El resentimiento es una pasión natural, es decir es una emoción. El perdón a veces tiene que ver con un cambio de emociones. Las emociones muchas veces no escuchan razones, ni a favor ni en contra. Entonces, muchas veces excelentes razones o justificaciones no alcanzan el perdón. Muchos dudan de perdonar, porque además de sus conflictos emocionales internos, temen el “daño” que pueda causar el perdón, sostienen que la absolución rápida puede no generar un cambio sentido en el victimario, que el perdón solo sea un borrón y cuenta nueva e implique el rápido olvido del victimario. Algunos creemos que en el perdonar no se olvida el crimen, de hecho se reconoce y se considera como tal. Y hay crímenes que son inolvidables, por lo menos para las víctimas. La clave pasaría por no olvidar, divulgar lo sucedido, aprender de los errores. Cuando yo le digo a los chicos del futbol borrón y cuenta nueva, significa que no haya resentimiento, miedo o que persista la actitud del que hizo el mal. Tampoco el borrón acepta que vuelva a suceder, el borrón pone a prueba a las dos partes y esta tercera pata del conflicto no volverá a mencionar la falta pero tendrá que tener altura de miras para que no vuelvan a repetirse, que todas las partes entiendan y aprendan del conflicto.

El perdón parece a veces una meta tan lejana. Las pocas respuestas que apoyaron la idea de perdonar al soldado Karl en el libro de Wiesenthal, la dio el Dalai Lama. Según él, el perdón es una actitud aconsejable ante problemas como el del gobierno chino y la lucha del pueblo tibetano por recuperar su libertad. “Sería fácil enojarse ante estos trágicos acontecimientos y ante tantas atrocidades. Sería fácil, de hecho es la actitud más común, el enojarse y alimentar el resentimiento. El perdonar es la manera de comportarse de un budista”.

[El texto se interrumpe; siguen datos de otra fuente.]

use geojson::JsonObject;
use serde::Deserialize;
use serde_json::Value as JsonValue;

/// One entry of an uploaded `features` array
///
/// Geometry stays raw JSON here so that a null or absent geometry can pass
/// through and a malformed one is reported against its feature.
#[derive(Debug, Deserialize)]
pub struct UploadedFeature {
    #[serde(rename = "type", default = "default_feature_type")]
    pub feature_type: String,
    #[serde(default)]
    pub id: Option<JsonValue>,
    #[serde(default)]
    pub geometry: Option<JsonValue>,
    #[serde(default)]
    pub properties: Option<JsonObject>,
}

fn default_feature_type() -> String {
    "Feature".to_string()
}
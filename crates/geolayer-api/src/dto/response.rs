use geolayer_core::models::StoredLayer;
use serde::Serialize;

/// Upload operation response
#[derive(Debug, Serialize)]
pub struct UploadResponse {
    pub message: String,
    pub inserted: usize,
}

impl UploadResponse {
    pub fn success(inserted: usize) -> Self {
        Self {
            message: "File uploaded successfully".to_string(),
            inserted,
        }
    }
}

/// Region query response
#[derive(Debug, Serialize)]
pub struct QueryResponse {
    pub features: Vec<StoredLayer>,
}

/// Health check response
#[derive(Debug, Serialize)]
pub struct HealthResponse {
    pub status: &'static str,
    pub service: &'static str,
}

impl Default for HealthResponse {
    fn default() -> Self {
        Self { status: "ok", service: "geolayer-api" }
    }
}
//! CRS transformation port and its PROJ adapter

use geolayer_core::error::{GeolayerError, Result};
use geolayer_core::models::Crs;
use proj::Proj;
use std::sync::Mutex;

/// Port for reprojecting a single coordinate pair
///
/// Implementations receive `(x, y)` in the source CRS and return
/// `(longitude, latitude)`.
pub trait CoordinateTransformer: Send + Sync {
    fn transform(&self, x: f64, y: f64) -> Result<(f64, f64)>;
}

/// Reprojects through PROJ between two EPSG-coded reference systems
pub struct ProjTransformer {
    proj: Mutex<Proj>,
    from_crs: Crs,
    to_crs: Crs,
}

impl ProjTransformer {
    /// Create a transformer from one CRS to another
    ///
    /// `new_known_crs` normalizes axis order, so geographic output is always
    /// longitude first.
    pub fn new(from_crs: &Crs, to_crs: &Crs) -> Result<Self> {
        let from_proj = from_crs.code();
        let to_proj = to_crs.code();

        let proj = Proj::new_known_crs(&from_proj, &to_proj, None).map_err(|e| {
            GeolayerError::ConfigInvalid {
                key: "crs".to_string(),
                reason: format!(
                    "Failed to create projection from {} to {}: {}",
                    from_proj, to_proj, e
                ),
            }
        })?;

        tracing::debug!(from = %from_crs, to = %to_crs, "Created coordinate transformer");

        Ok(Self {
            proj: Mutex::new(proj),
            from_crs: from_crs.clone(),
            to_crs: to_crs.clone(),
        })
    }
}

impl std::fmt::Debug for ProjTransformer {
    fn fmt(&self, f: &mut std::fmt::Formatter<'_>) -> std::fmt::Result {
        f.debug_struct("ProjTransformer")
            .field("from_crs", &self.from_crs)
            .field("to_crs", &self.to_crs)
            .finish()
    }
}

impl CoordinateTransformer for ProjTransformer {
    fn transform(&self, x: f64, y: f64) -> Result<(f64, f64)> {
        let proj = self
            .proj
            .lock()
            .map_err(|_| GeolayerError::transform(x, y, "projection handle is poisoned"))?;

        proj.convert((x, y))
            .map_err(|e| GeolayerError::transform(x, y, format!("Projection failed: {}", e)))
    }
}

#[cfg(test)]
mod tests {
    use super::*;

    #[test]
    fn test_utm33n_to_wgs84() {
        let transformer = ProjTransformer::new(&Crs::etrs89_utm33n(), &Crs::wgs84()).unwrap();

        // Central meridian of zone 33 at the false easting
        let (lon, lat) = transformer.transform(500000.0, 5800000.0).unwrap();
        assert!((lon - 15.0).abs() < 1e-6, "lon = {}", lon);
        assert!(lat > 52.0 && lat < 52.5, "lat = {}", lat);
    }

    #[test]
    fn test_unknown_crs_is_config_error() {
        let result = ProjTransformer::new(&Crs::new(999999, "bogus"), &Crs::wgs84());
        assert!(matches!(result, Err(GeolayerError::ConfigInvalid { .. })));
    }
}
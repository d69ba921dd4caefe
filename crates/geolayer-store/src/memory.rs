//! In-memory storage implementation for development and testing.
//!
//! Intersection is evaluated on the plane with the `geo` crate, which is close
//! enough to a spherical index for small regions. Use the PostgreSQL backend
//! for production workloads.

use async_trait::async_trait;
use geojson::Geometry;
use geolayer_core::error::{GeolayerError, Result};
use geolayer_core::models::{LayerDetail, LayerId, LayerRecord, LayerSummary, StoredLayer};
use geolayer_geo::spatial::IntersectionFilter;
use std::sync::{Arc, RwLock, RwLockReadGuard, RwLockWriteGuard};

use crate::ports::LayerStore;

/// In-memory implementation of LayerStore, kept in insertion order
#[derive(Debug, Clone, Default)]
pub struct MemoryLayerStore {
    layers: Arc<RwLock<Vec<(LayerId, LayerRecord)>>>,
}

impl MemoryLayerStore {
    /// Create a new in-memory layer store
    pub fn new() -> Self {
        Self::default()
    }

    /// Number of stored records
    pub fn len(&self) -> Result<usize> {
        Ok(self.read()?.len())
    }

    pub fn is_empty(&self) -> Result<bool> {
        Ok(self.len()? == 0)
    }

    fn read(&self) -> Result<RwLockReadGuard<'_, Vec<(LayerId, LayerRecord)>>> {
        self.layers.read().map_err(|_| GeolayerError::Store("layer store lock poisoned".into()))
    }

    fn write(&self) -> Result<RwLockWriteGuard<'_, Vec<(LayerId, LayerRecord)>>> {
        self.layers.write().map_err(|_| GeolayerError::Store("layer store lock poisoned".into()))
    }
}

#[async_trait]
impl LayerStore for MemoryLayerStore {
    async fn insert_many(&self, records: &[LayerRecord]) -> Result<Vec<LayerId>> {
        let mut layers = self.write()?;

        let ids: Vec<LayerId> = records.iter().map(|_| LayerId::new()).collect();
        layers.extend(ids.iter().copied().zip(records.iter().cloned()));

        Ok(ids)
    }

    async fn find_intersecting(&self, geometry: &Geometry) -> Result<Vec<StoredLayer>> {
        let filter = IntersectionFilter::new(geometry)?;
        let layers = self.read()?;

        Ok(layers
            .iter()
            .filter(|(_, record)| {
                // No geometry, can't match spatial filter
                record.geometry.as_ref().is_some_and(|g| filter.matches(g))
            })
            .map(|(layer_id, record)| StoredLayer {
                layer_id: *layer_id,
                record: record.clone(),
            })
            .collect())
    }

    async fn list_layers(&self, fields: &[String]) -> Result<Vec<LayerSummary>> {
        let layers = self.read()?;
        Ok(layers.iter().map(|(layer_id, record)| record.summarize(*layer_id, fields)).collect())
    }

    async fn get_layer(&self, id: LayerId) -> Result<Option<LayerDetail>> {
        let layers = self.read()?;
        Ok(layers.iter().find(|(layer_id, _)| *layer_id == id).map(|(_, record)| record.detail()))
    }
}

#[cfg(test)]
mod tests {
    use super::*;
    use geojson::{JsonObject, Value};
    use serde_json::json;

    fn props(value: serde_json::Value) -> Option<JsonObject> {
        value.as_object().cloned()
    }

    fn square(min: f64, max: f64) -> Geometry {
        Geometry::new(Value::Polygon(vec![vec![
            vec![min, min],
            vec![max, min],
            vec![max, max],
            vec![min, max],
            vec![min, min],
        ]]))
    }

    fn sample_records() -> Vec<LayerRecord> {
        vec![
            LayerRecord::new(
                Some(square(12.0, 12.5)),
                props(json!({"nome": "Parco", "vincolo": "A", "area": 3})),
            )
            .with_id(1),
            LayerRecord::new(
                Some(Geometry::new(Value::Point(vec![14.2, 40.8]))),
                props(json!({"nome": "Pozzo"})),
            )
            .with_id(2),
            LayerRecord::new(None, props(json!({"nome": "Senza geometria", "vincolo": "B"})))
                .with_id(3),
        ]
    }

    #[tokio::test]
    async fn test_insert_returns_ids_in_order() {
        let store = MemoryLayerStore::new();
        let ids = store.insert_many(&sample_records()).await.unwrap();

        assert_eq!(ids.len(), 3);
        assert_eq!(store.len().unwrap(), 3);

        let listed: Vec<LayerId> =
            store.list_layers(&[]).await.unwrap().into_iter().map(|s| s.layer_id).collect();
        assert_eq!(listed, ids);
    }

    #[tokio::test]
    async fn test_empty_batch_is_a_no_op() {
        let store = MemoryLayerStore::new();
        let ids = store.insert_many(&[]).await.unwrap();
        assert!(ids.is_empty());
        assert!(store.is_empty().unwrap());
    }

    #[tokio::test]
    async fn test_find_intersecting() {
        let store = MemoryLayerStore::new();
        let ids = store.insert_many(&sample_records()).await.unwrap();

        let hits = store.find_intersecting(&square(12.2, 13.0)).await.unwrap();
        assert_eq!(hits.len(), 1);
        assert_eq!(hits[0].layer_id, ids[0]);
        assert_eq!(hits[0].record.id, Some(json!(1)));

        let none = store.find_intersecting(&square(-5.0, -4.0)).await.unwrap();
        assert!(none.is_empty());
    }

    #[tokio::test]
    async fn test_list_layers_projects_fields() {
        let store = MemoryLayerStore::new();
        store.insert_many(&sample_records()).await.unwrap();

        let fields = vec!["nome".to_string(), "vincolo".to_string()];
        let summaries = store.list_layers(&fields).await.unwrap();

        assert_eq!(summaries.len(), 3);
        assert_eq!(summaries[0].properties.len(), 2);
        assert!(!summaries[0].properties.contains_key("area"));
        assert_eq!(summaries[1].properties.len(), 1);
        assert_eq!(summaries[2].properties["vincolo"], json!("B"));
    }

    #[tokio::test]
    async fn test_get_layer() {
        let store = MemoryLayerStore::new();
        let ids = store.insert_many(&sample_records()).await.unwrap();

        let detail = store.get_layer(ids[1]).await.unwrap().unwrap();
        assert_eq!(detail.geometry, Some(Geometry::new(Value::Point(vec![14.2, 40.8]))));
        assert_eq!(detail.properties.unwrap()["nome"], json!("Pozzo"));

        assert!(store.get_layer(LayerId::new()).await.unwrap().is_none());
    }

    #[tokio::test]
    async fn test_poisoned_lock_is_a_store_error() {
        let store = MemoryLayerStore::new();
        store.insert_many(&sample_records()).await.unwrap();

        let layers = Arc::clone(&store.layers);
        let _ = std::thread::spawn(move || {
            let _guard = layers.write().unwrap();
            panic!("writer died holding the lock");
        })
        .join();

        assert!(matches!(store.len(), Err(GeolayerError::Store(_))));
        assert!(store.is_empty().is_err());
        assert!(store.list_layers(&[]).await.is_err());
    }

    #[tokio::test]
    async fn test_clones_share_storage() {
        let store = MemoryLayerStore::new();
        let handle = store.clone();
        handle.insert_many(&sample_records()).await.unwrap();
        assert_eq!(store.len().unwrap(), 3);
    }
}
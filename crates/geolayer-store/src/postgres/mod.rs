//! PostgreSQL/PostGIS storage adapter implementation

pub mod config;
pub mod layers;

pub use config::{ConfigError, PoolConfig, PostgresConfig};

use geolayer_core::error::{GeolayerError, Result};
use sqlx::{postgres::PgPoolOptions, PgPool};

/// PostgreSQL storage adapter
pub struct PostgresStore {
    pool: PgPool,
    config: PostgresConfig,
}

impl PostgresStore {
    /// Create a new PostgreSQL store with the given configuration
    pub async fn new(config: PostgresConfig) -> Result<Self> {
        config.validate().map_err(|e| GeolayerError::ConfigInvalid {
            key: "database_url".to_string(),
            reason: e.to_string(),
        })?;

        let pool = PgPoolOptions::new()
            .min_connections(config.pool.min_connections)
            .max_connections(config.pool.max_connections)
            .acquire_timeout(config.pool.acquire_timeout)
            .idle_timeout(config.pool.idle_timeout)
            .max_lifetime(config.pool.max_lifetime)
            .connect(&config.database_url)
            .await
            .map_err(|e| GeolayerError::Store(format!("Failed to connect to database: {}", e)))?;

        let store = Self { pool, config };
        store.health_check().await?;
        Ok(store)
    }

    /// Create a new PostgreSQL store and make sure the layer table exists
    pub async fn with_schema(config: PostgresConfig) -> Result<Self> {
        let store = Self::new(config).await?;
        store.ensure_schema().await?;
        Ok(store)
    }

    /// Create the PostGIS extension, layer table and indexes if missing
    pub async fn ensure_schema(&self) -> Result<()> {
        for statement in layers::schema_statements(self.config.srid) {
            sqlx::query(&statement)
                .execute(&self.pool)
                .await
                .map_err(|e| GeolayerError::Store(format!("Schema setup failed: {}", e)))?;
        }

        tracing::debug!(srid = self.config.srid, "Layer schema ready");
        Ok(())
    }

    /// Perform a health check on the database connection
    pub async fn health_check(&self) -> Result<()> {
        sqlx::query("SELECT 1")
            .fetch_one(&self.pool)
            .await
            .map_err(|e| GeolayerError::Store(format!("Health check failed: {}", e)))?;
        Ok(())
    }
}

¿Tenemos que perdonar? Si perdonamos, alentamos la revelación de la verdad. ¿Pero hará más sereno el duelo de los supervivientes? Muchas veces no, pero tenemos que saber que el resentimiento genera aún más dolor. ¿El perdón es necesario para lograr la reconciliación en las generaciones futuras? No siempre, se repiten los holocaustos o las matanzas. El tema del perdón no me despierta curiosidad a través de la lectura de Los límites del perdón. Llego al libro de Simon Wiesenthal luego de leer otro libro, Una temporada de machetes, de Jean Hatzfeld. En este libro, el autor francés intenta reconstruir la mente de los Hutus, que en el plazo de 4 meses asesinaron a 800.000 tutsis a machetazos en Ruanda ante la indiferencia del resto del mundo. Todas las preguntas que no tienen respuesta provienen de este libro y su capítulo: Los regateos del perdón, nos acerca pero nos aleja a su vez de nuestra condición humana.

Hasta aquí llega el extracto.